Hace años que mi coche dejó de ser un coche. Exactamente los mismos que yo dejé de ser yo.
Mi coche tenía antes la apariencia de un modesto peugeot de color azul metalizado con un armazón de chapa, cuatro ruedas y un volante que trasladaba sin rechistar a sus ocupantes de aquí para allá. En aquel tiempo su dueño era un torpe conductor que, de vez en cuando, se acordaba de él para salir de viaje y pagar las multas.
Hubo un día (no sabía precisar cuándo) que al activar el contacto caí en la cuenta de que el coche había sufrido una metamorfosis. Se había convertido en un compacto ataúd.
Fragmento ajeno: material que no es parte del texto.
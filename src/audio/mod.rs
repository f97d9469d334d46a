//! Audio processing module
//!
//! Handles PCM encoding, microphone capture, and scheduled playback.
//! Device access goes through the [`OutputDevice`] and [`Microphone`] seams
//! so the scheduling logic runs without audio hardware.

pub mod capture;
pub mod codec;
pub mod mixer;
pub mod output;
pub mod scheduler;

pub use capture::{CaptureStream, CpalMicrophone, InputStream, Microphone, SampleSink};
pub use codec::{
    decode_transport, encode_bytes_to_transport, float_samples_to_pcm16, parse_pcm_mime_rate,
    pcm16_to_float_samples, samples_to_wav,
};
pub use mixer::Mixer;
pub use output::{CpalOutput, OutputDevice, ScheduledUnit, shared_output};
pub use scheduler::{PlaybackHandle, PlaybackScheduler};

use crate::{Error, Result};

/// Sample rate for microphone capture (16kHz for speech)
pub const CAPTURE_SAMPLE_RATE: u32 = 16000;

/// Sample rate of model audio (live session and one-shot speech)
pub const OUTPUT_SAMPLE_RATE: u32 = 24000;

/// Immutable decoded audio buffer
///
/// Samples are normalized to [-1, 1] and interleaved when `channels > 1`.
#[derive(Debug, Clone, PartialEq)]
pub struct AudioUnit {
    samples: Vec<f32>,
    sample_rate: u32,
    channels: u16,
}

impl AudioUnit {
    /// Create a unit from interleaved samples
    ///
    /// # Errors
    ///
    /// Returns error if the format is degenerate or the samples do not
    /// divide into whole frames
    pub fn new(samples: Vec<f32>, sample_rate: u32, channels: u16) -> Result<Self> {
        if channels == 0 || sample_rate == 0 {
            return Err(Error::Audio(format!(
                "invalid audio format: {channels} channel(s) at {sample_rate} Hz"
            )));
        }
        if samples.len() % usize::from(channels) != 0 {
            return Err(Error::InvalidBufferLength {
                len: samples.len() * 2,
                channels,
            });
        }

        Ok(Self {
            samples,
            sample_rate,
            channels,
        })
    }

    /// Create a mono unit
    ///
    /// # Errors
    ///
    /// Returns error if `sample_rate` is zero
    pub fn mono(samples: Vec<f32>, sample_rate: u32) -> Result<Self> {
        Self::new(samples, sample_rate, 1)
    }

    #[must_use]
    pub fn samples(&self) -> &[f32] {
        &self.samples
    }

    #[must_use]
    pub const fn sample_rate(&self) -> u32 {
        self.sample_rate
    }

    #[must_use]
    pub const fn channels(&self) -> u16 {
        self.channels
    }

    /// Number of frames (samples per channel)
    #[must_use]
    pub fn frames(&self) -> usize {
        self.samples.len() / usize::from(self.channels)
    }

    /// Playback duration in seconds
    #[must_use]
    #[allow(clippy::cast_precision_loss)]
    pub fn duration(&self) -> f64 {
        self.frames() as f64 / f64::from(self.sample_rate)
    }

    /// Whether the unit holds no frames
    #[must_use]
    pub fn is_empty(&self) -> bool {
        self.samples.is_empty()
    }

    /// Sample for `channel` at `frame`, or silence past the end
    #[must_use]
    pub fn sample_at(&self, frame: usize, channel: u16) -> f32 {
        let channels = usize::from(self.channels);
        let channel = usize::from(channel).min(channels - 1);
        self.samples
            .get(frame * channels + channel)
            .copied()
            .unwrap_or(0.0)
    }
}

#[cfg(test)]
mod tests {
    use super::*;

    #[test]
    fn test_duration() {
        let unit = AudioUnit::mono(vec![0.0; 24000], 24000).unwrap();
        assert!((unit.duration() - 1.0).abs() < f64::EPSILON);

        let stereo = AudioUnit::new(vec![0.0; 16000], 16000, 2).unwrap();
        assert_eq!(stereo.frames(), 8000);
        assert!((stereo.duration() - 0.5).abs() < f64::EPSILON);
    }

    #[test]
    fn test_rejects_partial_frames() {
        assert!(AudioUnit::new(vec![0.0; 3], 16000, 2).is_err());
        assert!(AudioUnit::mono(vec![0.0; 3], 0).is_err());
    }

    #[test]
    fn test_sample_at() {
        let unit = AudioUnit::new(vec![0.1, 0.2, 0.3, 0.4], 8000, 2).unwrap();
        assert!((unit.sample_at(1, 0) - 0.3).abs() < f32::EPSILON);
        assert!((unit.sample_at(1, 1) - 0.4).abs() < f32::EPSILON);
        assert!((unit.sample_at(0, 5) - 0.2).abs() < f32::EPSILON);
        assert!(unit.sample_at(2, 0).abs() < f32::EPSILON);
    }
}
Con todos los extras, eso sí: climatizador bi-zona, asientos tapizados, dirección asistida. En ese mismo instante yo había perdido mi humanidad para transformame en estadística. Aunque respiraba, sudaba y moqueaba, había dejado de ser persona. Al mirarme en el retrovisor sólo veía un número. Una cifra. Un porcentaje.
Fue ponerme en carretera y constatar esa impresión. Los paneles luminosos de la autopista no me deseaban buen viaje. Entre flases, los cartelones iban recordándome simplemente que el año pasado hubo más de cien muertos. Unos metros más allá me advertían del peligro de incumplir la distancia de seguridad, y a continuación apuntaban los daños cerebrales que podría tener un choque frontal en caso de no llevar el cinturón de seguridad.
Al llegar a mi destino, tembloroso, un político se felicitaba de que esta vez hubieran muerto 63 personas. Sólo 63 en vez de más de un ciento. Lo que en un atentado hubiera sido una masacre, en la carretera resultaba un éxito. No se lo decían a las familias de esos 63 conductores y pasajeros. Se lo decían a sí mismos. A los contadores de números. Y yo, quizás el único guarismo capaz de tragar saliva, sólo deseaba que cuando alguna vez ese político descargue toda la pirotecnia de felicidad porque haya quedado muerto en la cuneta sólo uno, ese número no sea el mío.